And if so then, I have generated 1570*7 excel table for my project by Matlab code. Now i want to create a network that takes 5 columns (First five natural frequencies of the structure) as input and takes remaining 2 columns (Size and location of defect) as target.
So my query is, while you have used some other input data format, and I have excel table. So how can i incorporate reading those data format instead of .points data file?
Hello Narendra,
Yes, it is a generic implementation for MLP feedforward network.
Concerning parsing the Excel data in MATLAB, there are many tutorials online for that.
In line 52, the variable 'Samples' should contain the training data, a row for each data sample. In your case it should be a matrix of 1570 rows X 5 columns.
Because, you don't have classes here; i.e. you don't have a single output neuron that should fire for each different class. You should comment the 'for' loop in line 70. And after it, fill the matrix 'TargetOutput' such that each row is the desired output for each data sample. In your case it should be a matrix of 1570 rows X 2 columns.
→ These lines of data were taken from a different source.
#[cfg(test)]
mod tests {
    use super::*;
    use crate::document_store::models::{
        AudioFlags, DocumentKind, RawAttribute, Thumbnail, VideoFlags,
    };
    use crate::media::HtmlTextProcessor;

    fn make_registry() -> DocumentRegistry {
        DocumentRegistry::new(Arc::new(HtmlTextProcessor))
    }

    fn voice_raw(id: &str, file_reference: Vec<u8>) -> RawDocument {
        RawDocument {
            id: id.to_string(),
            access_hash: "42".to_string(),
            file_reference,
            mime_type: Some("audio/ogg".to_string()),
            size: 3000,
            dc_id: 4,
            attributes: vec![RawAttribute::Audio {
                duration: 3,
                title: None,
                performer: None,
                flags: AudioFlags { voice: true },
            }],
            ..Default::default()
        }
    }

    fn thumb(size_type: &str) -> Thumbnail {
        Thumbnail {
            size_type: size_type.to_string(),
            size: Some(100),
            ..Default::default()
        }
    }

    #[test]
    fn test_upsert_creates_classified_document() {
        let registry = make_registry();
        let doc = registry.upsert(voice_raw("1", vec![1]), None);
        let doc = doc.read().unwrap();

        assert_eq!(doc.kind, DocumentKind::Voice);
        assert_eq!(doc.mime_type, "audio/ogg");
        assert_eq!(doc.route_id, 4);
        assert_eq!(doc.duration, Some(3));
        assert!(!doc.downloaded);
        assert!(doc.access_url.starts_with("document/"));
        assert_eq!(registry.len(), 1);
    }

    #[test]
    fn test_kind_is_stable_across_resubmissions() {
        let registry = make_registry();
        registry.upsert(voice_raw("1", vec![1]), None);

        let mut video = voice_raw("1", vec![2]);
        video.mime_type = Some("video/mp4".to_string());
        video.size = 999;
        video.attributes = vec![RawAttribute::Video {
            duration: 10,
            w: 640,
            h: 480,
            flags: VideoFlags::default(),
        }];
        let doc = registry.upsert(video, None);
        let doc = doc.read().unwrap();

        assert_eq!(doc.kind, DocumentKind::Voice);
        assert_eq!(doc.mime_type, "audio/ogg");
        assert_eq!(doc.size, 3000);
        assert_eq!(doc.width, None);
        assert_eq!(doc.file_reference, vec![2]);
    }

    #[test]
    fn test_file_reference_takes_latest_value() {
        let registry = make_registry();
        let first = registry.upsert(voice_raw("1", vec![1]), None);
        registry.upsert(voice_raw("1", vec![2]), None);
        let last = registry.upsert(voice_raw("1", vec![3]), None);

        assert!(Arc::ptr_eq(&first, &last));
        assert_eq!(first.read().unwrap().file_reference, vec![3]);
        assert_eq!(registry.len(), 1);
    }

    #[test]
    fn test_file_reference_refresh_updates_network_url() {
        let registry = make_registry();
        let doc = registry.upsert(voice_raw("1", vec![1]), None);
        let before = doc.read().unwrap().access_url.clone();

        registry.upsert(voice_raw("1", vec![9]), None);
        assert_ne!(doc.read().unwrap().access_url, before);
    }

    #[test]
    fn test_downloaded_document_keeps_local_url_on_merge() {
        let registry = make_registry();
        let doc = registry.upsert(voice_raw("1", vec![1]), None);
        {
            let mut stored = doc.write().unwrap();
            stored.downloaded = true;
            stored.access_url = "blob:local".to_string();
        }

        registry.upsert(voice_raw("1", vec![9]), None);
        assert_eq!(doc.read().unwrap().access_url, "blob:local");
    }

    #[test]
    fn test_downloaded_streaming_document_refreshes_network_url_on_merge() {
        let registry = make_registry();
        let doc = registry.upsert(voice_raw("1", vec![1]), None);
        let stale_url = {
            let mut stored = doc.write().unwrap();
            stored.downloaded = true;
            stored.supports_streaming = true;
            stored.access_url.clone()
        };

        registry.upsert(voice_raw("1", vec![99, 99]), None);
        let stored = doc.read().unwrap();
        assert_eq!(stored.file_reference, vec![99, 99]);
        assert_ne!(stored.access_url, stale_url);
        assert_eq!(stored.access_url, file_url(&stored, false, None));
    }

    #[test]
    fn test_thumbnails_fill_only_when_empty() {
        let registry = make_registry();
        let doc = registry.upsert(voice_raw("1", vec![1]), None);
        assert!(doc.read().unwrap().thumbnails.is_empty());

        let mut with_thumbs = voice_raw("1", vec![1]);
        with_thumbs.thumbs = Some(vec![thumb("m")]);
        registry.upsert(with_thumbs, None);
        assert_eq!(doc.read().unwrap().thumbnails, vec![thumb("m")]);

        let mut other_thumbs = voice_raw("1", vec![1]);
        other_thumbs.thumbs = Some(vec![thumb("x"), thumb("y")]);
        registry.upsert(other_thumbs, None);
        assert_eq!(doc.read().unwrap().thumbnails, vec![thumb("m")]);
    }

    #[test]
    fn test_context_overrides_apply_on_creation_only() {
        let registry = make_registry();
        let raw = RawDocument {
            id: "7".to_string(),
            dc_id: 1,
            ..Default::default()
        };
        let context = DocumentContext {
            mime_type: Some("image/jpeg".to_string()),
            file_name: Some("photo.jpg".to_string()),
            route_id: Some(5),
            thumbnails: Some(vec![thumb("s")]),
            kind_hint: Some(DocumentKind::PhotoSizeDoc),
        };
        let doc = registry.upsert(raw.clone(), Some(context));
        {
            let doc = doc.read().unwrap();
            assert_eq!(doc.kind, DocumentKind::PhotoSizeDoc);
            assert_eq!(doc.mime_type, "image/jpeg");
            assert_eq!(doc.file_name, "photo.jpg");
            assert_eq!(doc.route_id, 5);
            assert_eq!(doc.thumbnails.len(), 1);
        }

        let ignored = DocumentContext {
            route_id: Some(9),
            ..Default::default()
        };
        let doc = registry.upsert(raw, Some(ignored));
        assert_eq!(doc.read().unwrap().route_id, 5);
    }

    #[test]
    fn test_get_by_id_and_entity() {
        let registry = make_registry();
        let doc = registry.upsert(voice_raw("1", vec![1]), None);

        let by_id = registry.get("1").unwrap();
        assert!(Arc::ptr_eq(&doc, &by_id));
        assert!(registry.get("missing").is_none());

        let detached: DocumentRef = Arc::new(RwLock::new(doc.read().unwrap().clone()));
        let by_entity = registry.get(&detached).unwrap();
        assert!(Arc::ptr_eq(&detached, &by_entity));
    }

    #[test]
    fn test_empty_sentinel_is_stored_with_zero_size() {
        let registry = make_registry();
        let mut raw = RawDocument::empty("3");
        raw.size = 500;
        let doc = registry.upsert(raw, None);
        let doc = doc.read().unwrap();
        assert!(doc.is_empty_document());
        assert_eq!(doc.size, 0);
    }

    #[test]
    fn test_introspection() {
        let registry = make_registry();
        assert!(registry.is_empty());

        registry.upsert(voice_raw("2", vec![1]), None);
        registry.upsert(voice_raw("1", vec![1]), None);
        registry.upsert(RawDocument::empty("3"), None);

        assert_eq!(registry.ids(), vec!["1", "2", "3"]);
        let counts = registry.kind_counts();
        assert_eq!(counts.get("voice"), Some(&2));
        assert_eq!(counts.get("generic"), Some(&1));
    }

    #[test]
    fn test_merge_policy_table() {
        assert_eq!(merge_policy(DocumentField::FileReference), MergePolicy::Overwrite);
        assert_eq!(merge_policy(DocumentField::Thumbnails), MergePolicy::FillIfEmpty);
        assert_eq!(merge_policy(DocumentField::Kind), MergePolicy::Immutable);
        assert_eq!(merge_policy(DocumentField::MimeType), MergePolicy::Immutable);
    }
}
Also, for the above reason, your training stop criteria is different. So, comment lines 184:195 and line 198, and another code that can estimate how much the neural network is good (calculate 'MSE(Epoch)' using the 'outputs' results for each sample). 'MSE(Epoch)' should be the number of mistakenly classified samples from the neural network divided by the total number of data samples.
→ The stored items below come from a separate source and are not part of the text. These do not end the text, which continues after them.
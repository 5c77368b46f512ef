//! Post-download transcoding of voice notes the runtime cannot play.

use std::sync::Arc;

use bytes::Bytes;
use tracing::{info, warn};

use super::models::DownloadError;
use crate::document_store::{DocumentKind, DocumentRef};
use crate::media::{AudioDecoder, DecodedAudio};
use crate::metrics;

/// Decodes downloaded voice notes when native Ogg/Opus playback is missing.
#[derive(Clone)]
pub struct TranscodeFallback {
    decoder: Arc<dyn AudioDecoder>,
}

impl TranscodeFallback {
    pub fn new(decoder: Arc<dyn AudioDecoder>) -> Self {
        Self { decoder }
    }

    /// Returns true if documents of this kind must be decoded after download.
    pub fn applies_to(&self, kind: DocumentKind) -> bool {
        kind == DocumentKind::Voice && !self.decoder.can_play_natively()
    }

    /// Decode a downloaded payload and point the document at the result.
    ///
    /// On failure the document is marked as not downloaded.
    pub async fn transcode(
        &self,
        doc: &DocumentRef,
        bytes: Bytes,
    ) -> Result<DecodedAudio, DownloadError> {
        let id = doc.read().unwrap().id.clone();

        match self.decoder.decode(bytes).await {
            Ok(decoded) => {
                doc.write().unwrap().access_url = decoded.url.clone();
                metrics::record_transcode("success");
                info!(
                    "Transcoded document {} to {} ({:#})",
                    id,
                    decoded.mime_type,
                    byte_unit::Byte::from(decoded.len as u64)
                );
                Ok(decoded)
            }
            Err(e) => {
                doc.write().unwrap().downloaded = false;
                metrics::record_transcode("failure");
                warn!("Failed to transcode document {}: {}", id, e);
                Err(DownloadError::Decode(e))
            }
        }
    }
}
It you don't get any of what I mean. I'm happy to get your data and upgrade my code accordingly for you.
Best wishes, Hesham
Hello 70R50,
1- Let's speak in terms of code, after getting 'outputs', you need to modify the next if conditions like follows:
if (isequal(outputs,[1 0 0 0 0 0 0 0 0 0]))
ActualClasses(Sample) = 0;
else if (isequal(outputs,[0 1 0 0 0 0 0 0 0 0]))
ActualClasses(Sample) = 1;
else if (isequal(outputs,[0 0 0 0 0 0 0 0 1 0]))
ActualClasses(Sample) = 8;
2- No, you should modify the function in Activation_func.m to be 'logsig' activation. Plus, modifying the function in Activation_func_drev.m to be the derivative of the 'logsig' activation. Which you should figure out for your assignment :-)
Best wishes, Hesham
@70R50: I've forgot to mention that the MSE calculation should change accordingly:
MSE(Epoch) = sum(find(ActualClasses==TargetClasses))/(length(Samples(:,1)));
Hello Sir,
I am doing my final assignment on Yield forecasting using ANN. First of all, I am a newbie to NN, my background is Agriculture. I wanna ask you about my code either it is true or not.
%% load divided input data set
load annflo.mat
%% define training inputs
trainInp = [trainflo];
%% define targets
T = [targetflo];
net = newff(trainInp,T,[],{},'trainlm');
net = init(net);
net.trainParam.epochs = 1000;
net.trainParam.goal = 0.01;
net.divideParam.trainRatio = 1;
net.divideParam.valRatio = 0;
net.divideParam.testRatio = 0;
net.trainParam.max_fail = 2;
net = train(net,trainInp,T,[],[]);
Y = sim(net,trainInp);
I was using Levenberg-Marquardt as the training algorithm, but then I realized that It was supposed to be Back-propagation as the training algorithm and I had no idea how to change the code. Would you like to help me, Sir?
Thank you :)
I am new to NN.Can the following code be used for time series prediction?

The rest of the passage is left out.